(Stored data)
********

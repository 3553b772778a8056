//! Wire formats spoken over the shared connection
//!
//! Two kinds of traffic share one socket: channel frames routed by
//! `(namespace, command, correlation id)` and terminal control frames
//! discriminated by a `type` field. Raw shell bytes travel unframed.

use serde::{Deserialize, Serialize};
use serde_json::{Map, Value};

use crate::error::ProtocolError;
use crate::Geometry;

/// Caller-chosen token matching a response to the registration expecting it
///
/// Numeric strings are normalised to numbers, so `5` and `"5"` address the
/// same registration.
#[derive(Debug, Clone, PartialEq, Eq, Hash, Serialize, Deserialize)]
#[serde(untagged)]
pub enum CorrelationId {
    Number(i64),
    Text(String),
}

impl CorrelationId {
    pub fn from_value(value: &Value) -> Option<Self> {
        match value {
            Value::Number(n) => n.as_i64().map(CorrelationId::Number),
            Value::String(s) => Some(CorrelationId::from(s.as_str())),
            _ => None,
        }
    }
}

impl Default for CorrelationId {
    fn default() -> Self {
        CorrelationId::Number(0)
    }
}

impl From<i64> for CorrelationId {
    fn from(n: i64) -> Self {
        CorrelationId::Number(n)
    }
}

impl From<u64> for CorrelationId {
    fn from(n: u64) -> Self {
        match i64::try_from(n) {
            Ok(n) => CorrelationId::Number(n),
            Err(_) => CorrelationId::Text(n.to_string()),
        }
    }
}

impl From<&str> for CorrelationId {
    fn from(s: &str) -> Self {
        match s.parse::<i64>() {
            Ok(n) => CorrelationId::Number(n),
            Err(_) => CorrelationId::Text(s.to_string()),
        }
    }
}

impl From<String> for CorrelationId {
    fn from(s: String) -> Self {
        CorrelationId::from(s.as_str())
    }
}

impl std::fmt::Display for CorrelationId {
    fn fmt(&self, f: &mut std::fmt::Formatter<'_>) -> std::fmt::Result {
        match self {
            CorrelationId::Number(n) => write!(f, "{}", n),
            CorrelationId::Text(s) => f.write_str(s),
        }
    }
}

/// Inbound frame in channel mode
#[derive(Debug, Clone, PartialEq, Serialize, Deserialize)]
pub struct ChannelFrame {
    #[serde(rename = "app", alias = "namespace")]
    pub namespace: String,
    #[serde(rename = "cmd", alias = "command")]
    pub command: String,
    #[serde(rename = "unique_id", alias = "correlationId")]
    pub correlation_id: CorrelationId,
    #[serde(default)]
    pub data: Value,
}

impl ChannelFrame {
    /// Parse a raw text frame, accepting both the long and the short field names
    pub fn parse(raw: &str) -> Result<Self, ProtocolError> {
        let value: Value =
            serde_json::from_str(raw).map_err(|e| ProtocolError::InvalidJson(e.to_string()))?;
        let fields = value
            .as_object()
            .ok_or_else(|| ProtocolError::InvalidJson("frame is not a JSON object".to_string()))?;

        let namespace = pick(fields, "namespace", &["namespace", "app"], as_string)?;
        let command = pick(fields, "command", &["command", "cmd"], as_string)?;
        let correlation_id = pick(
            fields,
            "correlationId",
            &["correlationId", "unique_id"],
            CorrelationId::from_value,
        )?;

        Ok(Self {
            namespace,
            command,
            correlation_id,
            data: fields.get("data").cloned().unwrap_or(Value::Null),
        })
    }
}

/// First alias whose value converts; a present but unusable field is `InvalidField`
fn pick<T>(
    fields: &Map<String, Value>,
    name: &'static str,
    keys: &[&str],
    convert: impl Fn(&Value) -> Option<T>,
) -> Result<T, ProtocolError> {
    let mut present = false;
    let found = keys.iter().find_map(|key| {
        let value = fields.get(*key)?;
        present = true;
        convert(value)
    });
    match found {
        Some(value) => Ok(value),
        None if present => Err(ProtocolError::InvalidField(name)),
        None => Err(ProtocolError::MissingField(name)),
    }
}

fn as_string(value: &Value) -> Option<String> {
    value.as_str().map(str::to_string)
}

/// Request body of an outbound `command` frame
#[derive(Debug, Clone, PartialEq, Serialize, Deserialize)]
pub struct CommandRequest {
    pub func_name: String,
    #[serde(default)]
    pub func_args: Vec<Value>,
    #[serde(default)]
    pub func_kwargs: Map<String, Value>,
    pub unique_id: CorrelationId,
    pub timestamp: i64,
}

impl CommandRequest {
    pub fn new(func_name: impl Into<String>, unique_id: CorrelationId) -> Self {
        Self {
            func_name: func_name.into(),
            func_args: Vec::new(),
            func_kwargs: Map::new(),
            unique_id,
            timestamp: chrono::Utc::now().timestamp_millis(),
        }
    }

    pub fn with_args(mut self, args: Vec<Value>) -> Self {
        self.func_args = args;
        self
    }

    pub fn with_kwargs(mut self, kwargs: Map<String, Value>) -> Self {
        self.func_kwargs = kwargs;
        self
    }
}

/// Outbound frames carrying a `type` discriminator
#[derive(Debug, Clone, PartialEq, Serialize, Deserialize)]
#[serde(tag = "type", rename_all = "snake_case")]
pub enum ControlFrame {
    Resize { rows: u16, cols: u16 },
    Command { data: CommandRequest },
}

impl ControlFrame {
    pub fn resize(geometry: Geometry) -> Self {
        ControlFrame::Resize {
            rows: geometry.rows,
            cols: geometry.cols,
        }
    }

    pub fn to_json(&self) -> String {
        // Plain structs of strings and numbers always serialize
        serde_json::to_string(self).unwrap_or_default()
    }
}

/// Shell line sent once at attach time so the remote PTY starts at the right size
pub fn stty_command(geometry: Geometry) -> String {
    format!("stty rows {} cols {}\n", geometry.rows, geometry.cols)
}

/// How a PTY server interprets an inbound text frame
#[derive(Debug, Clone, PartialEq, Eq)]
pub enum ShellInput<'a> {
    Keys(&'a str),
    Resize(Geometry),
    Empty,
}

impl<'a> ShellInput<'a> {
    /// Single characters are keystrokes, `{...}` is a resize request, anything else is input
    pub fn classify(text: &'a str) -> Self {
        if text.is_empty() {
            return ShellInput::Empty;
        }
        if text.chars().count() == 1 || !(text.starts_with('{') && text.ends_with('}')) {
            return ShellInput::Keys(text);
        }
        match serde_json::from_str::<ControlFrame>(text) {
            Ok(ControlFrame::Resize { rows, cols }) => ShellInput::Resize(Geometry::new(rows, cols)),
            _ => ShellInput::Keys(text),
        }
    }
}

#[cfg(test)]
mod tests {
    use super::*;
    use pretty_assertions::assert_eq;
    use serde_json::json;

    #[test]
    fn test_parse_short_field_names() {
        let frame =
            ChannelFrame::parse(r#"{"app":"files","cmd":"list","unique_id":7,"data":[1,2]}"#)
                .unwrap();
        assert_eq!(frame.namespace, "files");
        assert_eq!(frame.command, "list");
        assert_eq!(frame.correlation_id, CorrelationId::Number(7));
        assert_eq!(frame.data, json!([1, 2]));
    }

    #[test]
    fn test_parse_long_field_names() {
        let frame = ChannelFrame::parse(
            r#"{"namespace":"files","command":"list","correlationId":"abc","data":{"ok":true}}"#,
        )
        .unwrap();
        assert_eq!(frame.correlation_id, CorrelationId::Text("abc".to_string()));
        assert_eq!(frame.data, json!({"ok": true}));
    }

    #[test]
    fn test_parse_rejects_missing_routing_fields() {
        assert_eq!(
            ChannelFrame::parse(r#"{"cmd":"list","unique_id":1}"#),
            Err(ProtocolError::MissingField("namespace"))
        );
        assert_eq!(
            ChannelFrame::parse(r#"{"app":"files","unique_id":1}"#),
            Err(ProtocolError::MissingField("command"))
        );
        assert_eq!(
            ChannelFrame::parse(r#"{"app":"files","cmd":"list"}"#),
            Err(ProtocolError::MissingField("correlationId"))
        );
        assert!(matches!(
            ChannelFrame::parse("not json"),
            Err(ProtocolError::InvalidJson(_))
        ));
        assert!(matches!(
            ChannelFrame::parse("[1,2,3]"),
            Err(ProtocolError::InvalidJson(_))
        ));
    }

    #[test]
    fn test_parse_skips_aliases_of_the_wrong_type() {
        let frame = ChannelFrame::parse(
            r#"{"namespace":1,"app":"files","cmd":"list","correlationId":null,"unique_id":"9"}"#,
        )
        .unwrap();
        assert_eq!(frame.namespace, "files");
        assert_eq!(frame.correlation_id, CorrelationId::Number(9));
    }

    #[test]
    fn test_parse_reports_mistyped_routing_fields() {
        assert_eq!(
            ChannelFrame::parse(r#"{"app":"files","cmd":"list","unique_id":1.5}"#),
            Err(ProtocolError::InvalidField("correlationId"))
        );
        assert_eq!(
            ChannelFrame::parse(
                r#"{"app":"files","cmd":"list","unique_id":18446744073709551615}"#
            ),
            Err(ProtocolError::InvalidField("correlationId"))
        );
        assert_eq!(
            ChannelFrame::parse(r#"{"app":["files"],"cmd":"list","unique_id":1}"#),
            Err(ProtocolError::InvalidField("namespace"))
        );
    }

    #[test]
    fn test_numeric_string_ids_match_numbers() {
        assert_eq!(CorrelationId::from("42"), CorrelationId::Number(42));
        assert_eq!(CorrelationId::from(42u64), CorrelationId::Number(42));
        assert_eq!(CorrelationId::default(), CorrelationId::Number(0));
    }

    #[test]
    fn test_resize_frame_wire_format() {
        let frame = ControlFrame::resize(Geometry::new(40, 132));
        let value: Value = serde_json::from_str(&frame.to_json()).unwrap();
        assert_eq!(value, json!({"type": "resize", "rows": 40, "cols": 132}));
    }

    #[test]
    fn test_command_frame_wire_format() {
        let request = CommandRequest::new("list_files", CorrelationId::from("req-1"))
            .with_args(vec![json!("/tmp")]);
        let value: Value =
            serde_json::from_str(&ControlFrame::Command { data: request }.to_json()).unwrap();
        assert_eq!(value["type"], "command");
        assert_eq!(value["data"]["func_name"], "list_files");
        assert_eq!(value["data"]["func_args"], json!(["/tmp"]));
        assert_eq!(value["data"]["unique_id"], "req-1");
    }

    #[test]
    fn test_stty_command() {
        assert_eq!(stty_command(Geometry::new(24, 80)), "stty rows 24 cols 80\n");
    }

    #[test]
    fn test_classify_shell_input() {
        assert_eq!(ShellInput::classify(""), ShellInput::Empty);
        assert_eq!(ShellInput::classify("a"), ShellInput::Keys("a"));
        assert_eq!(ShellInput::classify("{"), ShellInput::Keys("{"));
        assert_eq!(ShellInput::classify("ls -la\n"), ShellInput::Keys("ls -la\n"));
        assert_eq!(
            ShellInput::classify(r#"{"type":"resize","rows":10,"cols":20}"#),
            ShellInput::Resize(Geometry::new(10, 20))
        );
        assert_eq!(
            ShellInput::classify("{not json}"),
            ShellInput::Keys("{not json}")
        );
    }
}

********

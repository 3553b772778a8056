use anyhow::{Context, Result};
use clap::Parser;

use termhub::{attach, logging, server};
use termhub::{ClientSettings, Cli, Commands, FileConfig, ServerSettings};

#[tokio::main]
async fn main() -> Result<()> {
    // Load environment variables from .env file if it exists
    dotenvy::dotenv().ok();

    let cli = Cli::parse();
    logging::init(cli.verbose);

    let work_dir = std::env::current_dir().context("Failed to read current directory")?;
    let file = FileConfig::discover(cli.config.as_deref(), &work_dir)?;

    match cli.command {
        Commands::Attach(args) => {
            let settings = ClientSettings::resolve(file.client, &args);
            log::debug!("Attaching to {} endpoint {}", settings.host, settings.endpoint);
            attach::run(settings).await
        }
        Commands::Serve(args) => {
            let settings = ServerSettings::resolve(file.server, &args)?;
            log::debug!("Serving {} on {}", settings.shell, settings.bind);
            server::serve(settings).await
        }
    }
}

********

## Task:
Read through the entries and copy every line that includes "logging".

## Written solution:
use termhub::{attach, logging, server};
    logging::init(cli.verbose);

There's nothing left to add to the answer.